//! SQLite Database - 数据库连接和迁移

use sqlx::{sqlite::SqlitePoolOptions, Pool, Sqlite};
use std::path::Path;

/// 数据库配置
#[derive(Debug, Clone)]
pub struct DatabaseConfig {
    /// 数据库连接 URL
    pub database_url: String,
    /// 最大连接数
    pub max_connections: u32,
}

impl Default for DatabaseConfig {
    fn default() -> Self {
        Self {
            database_url: "sqlite:./data/storyloom.db?mode=rwc".to_string(),
            max_connections: 5,
        }
    }
}

impl DatabaseConfig {
    pub fn new(path: impl AsRef<Path>) -> Self {
        Self {
            database_url: format!("sqlite:{}?mode=rwc", path.as_ref().display()),
            max_connections: 5,
        }
    }

    pub fn with_max_connections(mut self, max_connections: u32) -> Self {
        self.max_connections = max_connections;
        self
    }

    /// 内存数据库只能有一个连接，否则每个连接各自一个库
    pub fn in_memory() -> Self {
        Self {
            database_url: "sqlite::memory:".to_string(),
            max_connections: 1,
        }
    }
}

/// 数据库连接池
pub type DbPool = Pool<Sqlite>;

/// 创建数据库连接池
pub async fn create_pool(config: &DatabaseConfig) -> Result<DbPool, sqlx::Error> {
    let pool = SqlitePoolOptions::new()
        .max_connections(config.max_connections)
        .connect(&config.database_url)
        .await?;

    // 启用 WAL 模式，允许并发读写
    sqlx::query("PRAGMA journal_mode=WAL")
        .execute(&pool)
        .await?;

    // 遇到锁时等待而不是立即失败
    sqlx::query("PRAGMA busy_timeout=5000")
        .execute(&pool)
        .await?;

    sqlx::query("PRAGMA synchronous=NORMAL")
        .execute(&pool)
        .await?;

    tracing::info!(
        url = %config.database_url,
        max_connections = config.max_connections,
        "SQLite pool created with WAL mode and busy_timeout=5000ms"
    );

    Ok(pool)
}

/// 运行数据库迁移
pub async fn run_migrations(pool: &DbPool) -> Result<(), sqlx::Error> {
    // projects: current_step 存 1..=6
    sqlx::query(
        r#"
        CREATE TABLE IF NOT EXISTS projects (
            id TEXT PRIMARY KEY,
            title TEXT NOT NULL,
            description TEXT NOT NULL DEFAULT '',
            genre TEXT NOT NULL DEFAULT '',
            current_step INTEGER NOT NULL DEFAULT 1,
            created_at TEXT NOT NULL,
            updated_at TEXT NOT NULL
        )
        "#,
    )
    .execute(pool)
    .await?;

    sqlx::query(
        r#"
        CREATE TABLE IF NOT EXISTS characters (
            id TEXT PRIMARY KEY,
            project_id TEXT NOT NULL,
            name TEXT NOT NULL,
            role TEXT NOT NULL DEFAULT '',
            personality TEXT NOT NULL DEFAULT '',
            background TEXT NOT NULL DEFAULT '',
            appearance TEXT NOT NULL DEFAULT '',
            created_at TEXT NOT NULL,
            updated_at TEXT NOT NULL,
            FOREIGN KEY (project_id) REFERENCES projects(id) ON DELETE CASCADE
        )
        "#,
    )
    .execute(pool)
    .await?;

    // plots / synopses: 每个企划一条
    sqlx::query(
        r#"
        CREATE TABLE IF NOT EXISTS plots (
            project_id TEXT PRIMARY KEY,
            theme TEXT NOT NULL DEFAULT '',
            setting TEXT NOT NULL DEFAULT '',
            hook TEXT NOT NULL DEFAULT '',
            protagonist_goal TEXT NOT NULL DEFAULT '',
            main_conflict TEXT NOT NULL DEFAULT '',
            ending TEXT NOT NULL DEFAULT '',
            structure TEXT NOT NULL DEFAULT 'kishotenketsu',
            updated_at TEXT NOT NULL,
            FOREIGN KEY (project_id) REFERENCES projects(id) ON DELETE CASCADE
        )
        "#,
    )
    .execute(pool)
    .await?;

    sqlx::query(
        r#"
        CREATE TABLE IF NOT EXISTS synopses (
            project_id TEXT PRIMARY KEY,
            content TEXT NOT NULL DEFAULT '',
            updated_at TEXT NOT NULL,
            FOREIGN KEY (project_id) REFERENCES projects(id) ON DELETE CASCADE
        )
        "#,
    )
    .execute(pool)
    .await?;

    sqlx::query(
        r#"
        CREATE TABLE IF NOT EXISTS chapters (
            id TEXT PRIMARY KEY,
            project_id TEXT NOT NULL,
            number INTEGER NOT NULL,
            title TEXT NOT NULL,
            summary TEXT NOT NULL DEFAULT '',
            structure TEXT NOT NULL DEFAULT 'unclassified',
            estimated_words INTEGER NOT NULL DEFAULT 0,
            estimated_reading_time INTEGER NOT NULL DEFAULT 0,
            created_at TEXT NOT NULL,
            updated_at TEXT NOT NULL,
            FOREIGN KEY (project_id) REFERENCES projects(id) ON DELETE CASCADE,
            UNIQUE (project_id, number)
        )
        "#,
    )
    .execute(pool)
    .await?;

    sqlx::query(
        r#"
        CREATE TABLE IF NOT EXISTS episodes (
            id TEXT PRIMARY KEY,
            chapter_id TEXT NOT NULL,
            number INTEGER NOT NULL,
            title TEXT NOT NULL DEFAULT '',
            summary TEXT NOT NULL DEFAULT '',
            content TEXT NOT NULL DEFAULT '',
            created_at TEXT NOT NULL,
            updated_at TEXT NOT NULL,
            FOREIGN KEY (chapter_id) REFERENCES chapters(id) ON DELETE CASCADE
        )
        "#,
    )
    .execute(pool)
    .await?;

    // drafts: 每章一条
    sqlx::query(
        r#"
        CREATE TABLE IF NOT EXISTS drafts (
            chapter_id TEXT PRIMARY KEY,
            content TEXT NOT NULL DEFAULT '',
            char_count INTEGER NOT NULL DEFAULT 0,
            updated_at TEXT NOT NULL,
            FOREIGN KEY (chapter_id) REFERENCES chapters(id) ON DELETE CASCADE
        )
        "#,
    )
    .execute(pool)
    .await?;

    // 创建索引
    sqlx::query(
        r#"
        CREATE INDEX IF NOT EXISTS idx_characters_project_id
        ON characters(project_id)
        "#,
    )
    .execute(pool)
    .await?;

    sqlx::query(
        r#"
        CREATE INDEX IF NOT EXISTS idx_chapters_project_id
        ON chapters(project_id)
        "#,
    )
    .execute(pool)
    .await?;

    sqlx::query(
        r#"
        CREATE INDEX IF NOT EXISTS idx_episodes_chapter_id
        ON episodes(chapter_id)
        "#,
    )
    .execute(pool)
    .await?;

    sqlx::query(
        r#"
        CREATE INDEX IF NOT EXISTS idx_projects_updated_at
        ON projects(updated_at)
        "#,
    )
    .execute(pool)
    .await?;

    tracing::info!("Database migrations completed");
    Ok(())
}
//! Repository Ports - 出站端口
//!
//! 定义数据持久化的抽象接口
//! 具体实现在 infrastructure 层（内存 / SQLite）

use async_trait::async_trait;
use chrono::{DateTime, Utc};
use thiserror::Error;
use uuid::Uuid;

use crate::domain::project::WritingStep;
use crate::domain::structure::StoryStructure;

/// Repository 错误
#[derive(Debug, Error)]
pub enum RepositoryError {
    #[error("Entity not found: {0}")]
    NotFound(String),

    #[error("Duplicate entity: {0}")]
    Duplicate(String),

    #[error("Database error: {0}")]
    DatabaseError(String),

    #[error("Serialization error: {0}")]
    SerializationError(String),
}

// ============================================================================
// Records
// ============================================================================

/// 企划实体（用于持久化）
#[derive(Debug, Clone, PartialEq)]
pub struct ProjectRecord {
    pub id: Uuid,
    pub title: String,
    pub description: String,
    pub genre: String,
    pub current_step: WritingStep,
    pub created_at: DateTime<Utc>,
    pub updated_at: DateTime<Utc>,
}

/// 角色实体
#[derive(Debug, Clone, PartialEq)]
pub struct CharacterRecord {
    pub id: Uuid,
    pub project_id: Uuid,
    pub name: String,
    pub role: String,
    pub personality: String,
    pub background: String,
    pub appearance: String,
    pub created_at: DateTime<Utc>,
    pub updated_at: DateTime<Utc>,
}

/// 情节实体（每个企划一条）
#[derive(Debug, Clone, PartialEq)]
pub struct PlotRecord {
    pub project_id: Uuid,
    pub theme: String,
    pub setting: String,
    pub hook: String,
    pub protagonist_goal: String,
    pub main_conflict: String,
    pub ending: String,
    pub structure: StoryStructure,
    pub updated_at: DateTime<Utc>,
}

/// 梗概实体（每个企划一条）
#[derive(Debug, Clone, PartialEq)]
pub struct SynopsisRecord {
    pub project_id: Uuid,
    pub content: String,
    pub updated_at: DateTime<Utc>,
}

/// 章节实体
#[derive(Debug, Clone, PartialEq)]
pub struct ChapterRecord {
    pub id: Uuid,
    pub project_id: Uuid,
    /// 章节编号（从 1 开始）
    pub number: u32,
    pub title: String,
    pub summary: String,
    /// 所属阶段名（如「起」「第二幕」）
    pub structure: String,
    pub estimated_words: u32,
    /// 阅读时长（分钟）
    pub estimated_reading_time: u32,
    pub created_at: DateTime<Utc>,
    pub updated_at: DateTime<Utc>,
}

/// 分集实体（章节下的场景单元）
#[derive(Debug, Clone, PartialEq)]
pub struct EpisodeRecord {
    pub id: Uuid,
    pub chapter_id: Uuid,
    pub number: u32,
    pub title: String,
    pub summary: String,
    pub content: String,
    pub created_at: DateTime<Utc>,
    pub updated_at: DateTime<Utc>,
}

/// 草稿实体（每个章节一条）
#[derive(Debug, Clone, PartialEq)]
pub struct DraftRecord {
    pub chapter_id: Uuid,
    pub content: String,
    pub char_count: usize,
    pub updated_at: DateTime<Utc>,
}

// ============================================================================
// Story Repository
// ============================================================================

/// Story Repository Port
///
/// 所有后端（内存 / SQLite）实现同一接口。
///
/// 约定:
/// - save_* 为 upsert
/// - delete_* 对不存在的记录返回 Ok
/// - 删除企划级联删除全部子记录，删除章节级联删除分集和草稿
#[async_trait]
pub trait StoryRepositoryPort: Send + Sync {
    // ---------- Project ----------

    async fn save_project(&self, project: &ProjectRecord) -> Result<(), RepositoryError>;

    async fn find_project(&self, id: Uuid) -> Result<Option<ProjectRecord>, RepositoryError>;

    /// 按更新时间倒序
    async fn find_all_projects(&self) -> Result<Vec<ProjectRecord>, RepositoryError>;

    async fn delete_project(&self, id: Uuid) -> Result<(), RepositoryError>;

    // ---------- Character ----------

    async fn save_character(&self, character: &CharacterRecord) -> Result<(), RepositoryError>;

    async fn find_character(&self, id: Uuid) -> Result<Option<CharacterRecord>, RepositoryError>;

    /// 按创建时间升序
    async fn find_characters(
        &self,
        project_id: Uuid,
    ) -> Result<Vec<CharacterRecord>, RepositoryError>;

    async fn delete_character(&self, id: Uuid) -> Result<(), RepositoryError>;

    // ---------- Plot / Synopsis ----------

    async fn save_plot(&self, plot: &PlotRecord) -> Result<(), RepositoryError>;

    async fn find_plot(&self, project_id: Uuid) -> Result<Option<PlotRecord>, RepositoryError>;

    async fn save_synopsis(&self, synopsis: &SynopsisRecord) -> Result<(), RepositoryError>;

    async fn find_synopsis(
        &self,
        project_id: Uuid,
    ) -> Result<Option<SynopsisRecord>, RepositoryError>;

    // ---------- Chapter ----------

    async fn save_chapter(&self, chapter: &ChapterRecord) -> Result<(), RepositoryError>;

    async fn find_chapter(&self, id: Uuid) -> Result<Option<ChapterRecord>, RepositoryError>;

    /// 按章节编号升序
    async fn find_chapters(&self, project_id: Uuid) -> Result<Vec<ChapterRecord>, RepositoryError>;

    async fn delete_chapter(&self, id: Uuid) -> Result<(), RepositoryError>;

    // ---------- Episode ----------

    async fn save_episode(&self, episode: &EpisodeRecord) -> Result<(), RepositoryError>;

    async fn find_episode(&self, id: Uuid) -> Result<Option<EpisodeRecord>, RepositoryError>;

    /// 按分集编号升序
    async fn find_episodes(&self, chapter_id: Uuid) -> Result<Vec<EpisodeRecord>, RepositoryError>;

    async fn delete_episode(&self, id: Uuid) -> Result<(), RepositoryError>;

    // ---------- Draft ----------

    async fn save_draft(&self, draft: &DraftRecord) -> Result<(), RepositoryError>;

    async fn find_draft(&self, chapter_id: Uuid) -> Result<Option<DraftRecord>, RepositoryError>;
}
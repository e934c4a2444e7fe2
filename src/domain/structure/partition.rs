//! Structure Context - 章节阶段划分
//!
//! 划分规则:
//! - 起承転結: base = ceil(total / 4)，前三个阶段各 base 章，余数落在「結」
//! - 三幕构成: act1 = ceil(total * 0.25)，act2 = ceil(total * 0.5)，余数落在第三幕
//!
//! 余数可能为 0 或负数，此时最后阶段为空。所有区间都截断到 total，
//! 不会生成超出 1..=total 的章节号。

use serde::Serialize;

use super::StoryStructure;

/// 不属于任何阶段时返回的名称
pub const UNCLASSIFIED: &str = "unclassified";

/// 叙事阶段
///
/// 不变量:
/// - chapters 连续、升序、从 1 开始计数
/// - 同一结构内各阶段互不重叠
#[derive(Debug, Clone, PartialEq, Eq, Serialize)]
pub struct Phase {
    name: &'static str,
    description: &'static str,
    chapters: Vec<u32>,
}

impl Phase {
    fn new(name: &'static str, description: &'static str, chapters: Vec<u32>) -> Self {
        Self {
            name,
            description,
            chapters,
        }
    }

    pub fn name(&self) -> &'static str {
        self.name
    }

    pub fn description(&self) -> &'static str {
        self.description
    }

    pub fn chapters(&self) -> &[u32] {
        &self.chapters
    }

    pub fn is_empty(&self) -> bool {
        self.chapters.is_empty()
    }

    pub fn contains(&self, chapter: u32) -> bool {
        self.chapters.binary_search(&chapter).is_ok()
    }
}

/// 章节结构（阶段划分结果）
#[derive(Debug, Clone, PartialEq, Eq, Serialize)]
pub struct ChapterStructure {
    structure: StoryStructure,
    total_chapters: u32,
    phases: Vec<Phase>,
}

impl ChapterStructure {
    /// 计算阶段划分
    ///
    /// total_chapters 为 0 时所有阶段为空。
    pub fn compute(structure: StoryStructure, total_chapters: u32) -> Self {
        let total = u64::from(total_chapters);
        let phases = bounds(structure, total)
            .into_iter()
            .map(|b| b.into_phase(total))
            .collect();

        Self {
            structure,
            total_chapters,
            phases,
        }
    }

    pub fn structure(&self) -> StoryStructure {
        self.structure
    }

    pub fn total_chapters(&self) -> u32 {
        self.total_chapters
    }

    pub fn phases(&self) -> &[Phase] {
        &self.phases
    }

    /// 按顺序查找第一个包含该章节的阶段
    pub fn phase_of(&self, chapter: u32) -> Option<&Phase> {
        self.phases.iter().find(|phase| phase.contains(chapter))
    }

    /// 章节所属阶段名，找不到时为 [`UNCLASSIFIED`]
    pub fn phase_name_of(&self, chapter: u32) -> &'static str {
        self.phase_of(chapter)
            .map(Phase::name)
            .unwrap_or(UNCLASSIFIED)
    }
}

/// 阶段边界（闭区间 first..=last，未截断）
struct Bounds {
    name: &'static str,
    description: &'static str,
    first: u64,
    last: u64,
}

impl Bounds {
    fn contains(&self, chapter: u64, total: u64) -> bool {
        chapter >= self.first && chapter <= self.last.min(total)
    }

    /// 展开为章节号，截断到 total
    fn into_phase(self, total: u64) -> Phase {
        let last = self.last.min(total);
        let chapters = if self.first > last {
            Vec::new()
        } else {
            (self.first..=last).map(|n| n as u32).collect()
        };
        Phase::new(self.name, self.description, chapters)
    }
}

fn bounds(structure: StoryStructure, total: u64) -> Vec<Bounds> {
    match structure {
        StoryStructure::Kishotenketsu => kishotenketsu(total),
        StoryStructure::ThreeAct => three_act(total),
    }
}

/// 不展开章节列表，直接按区间边界求章节所属阶段名
pub fn phase_name_for(
    structure: StoryStructure,
    total_chapters: u32,
    chapter: u32,
) -> &'static str {
    let total = u64::from(total_chapters);
    let chapter = u64::from(chapter);
    bounds(structure, total)
        .into_iter()
        .find(|b| b.contains(chapter, total))
        .map(|b| b.name)
        .unwrap_or(UNCLASSIFIED)
}

fn kishotenketsu(total: u64) -> Vec<Bounds> {
    let base = total.div_ceil(4);

    vec![
        Bounds {
            name: "起",
            description: "導入：登場人物と舞台を提示し、物語の前提を示す",
            first: 1,
            last: base,
        },
        Bounds {
            name: "承",
            description: "展開：出来事が発展し、人物同士の関係が深まる",
            first: base + 1,
            last: 2 * base,
        },
        Bounds {
            name: "転",
            description: "転換：予想外の出来事で物語が大きく動く",
            first: 2 * base + 1,
            last: 3 * base,
        },
        Bounds {
            name: "結",
            description: "結末：伏線を回収し、物語を収束させる",
            first: 3 * base + 1,
            last: total,
        },
    ]
}

fn three_act(total: u64) -> Vec<Bounds> {
    let act1 = total.div_ceil(4);
    let act2 = total.div_ceil(2);

    vec![
        Bounds {
            name: "第一幕",
            description: "設定：主人公と世界を紹介し、物語のきっかけとなる事件が起こる",
            first: 1,
            last: act1,
        },
        Bounds {
            name: "第二幕",
            description: "対立：障害と葛藤が高まり、主人公が試される",
            first: act1 + 1,
            last: act1 + act2,
        },
        Bounds {
            name: "第三幕",
            description: "解決：クライマックスを迎え、物語が決着する",
            first: act1 + act2 + 1,
            last: total,
        },
    ]
}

■ Task prompt: Scan the records above for the string "kishotenketsu", then copy each line where it turns up.

■ Result for this task:
            structure TEXT NOT NULL DEFAULT 'kishotenketsu',
        StoryStructure::Kishotenketsu => kishotenketsu(total),
fn kishotenketsu(total: u64) -> Vec<Bounds> {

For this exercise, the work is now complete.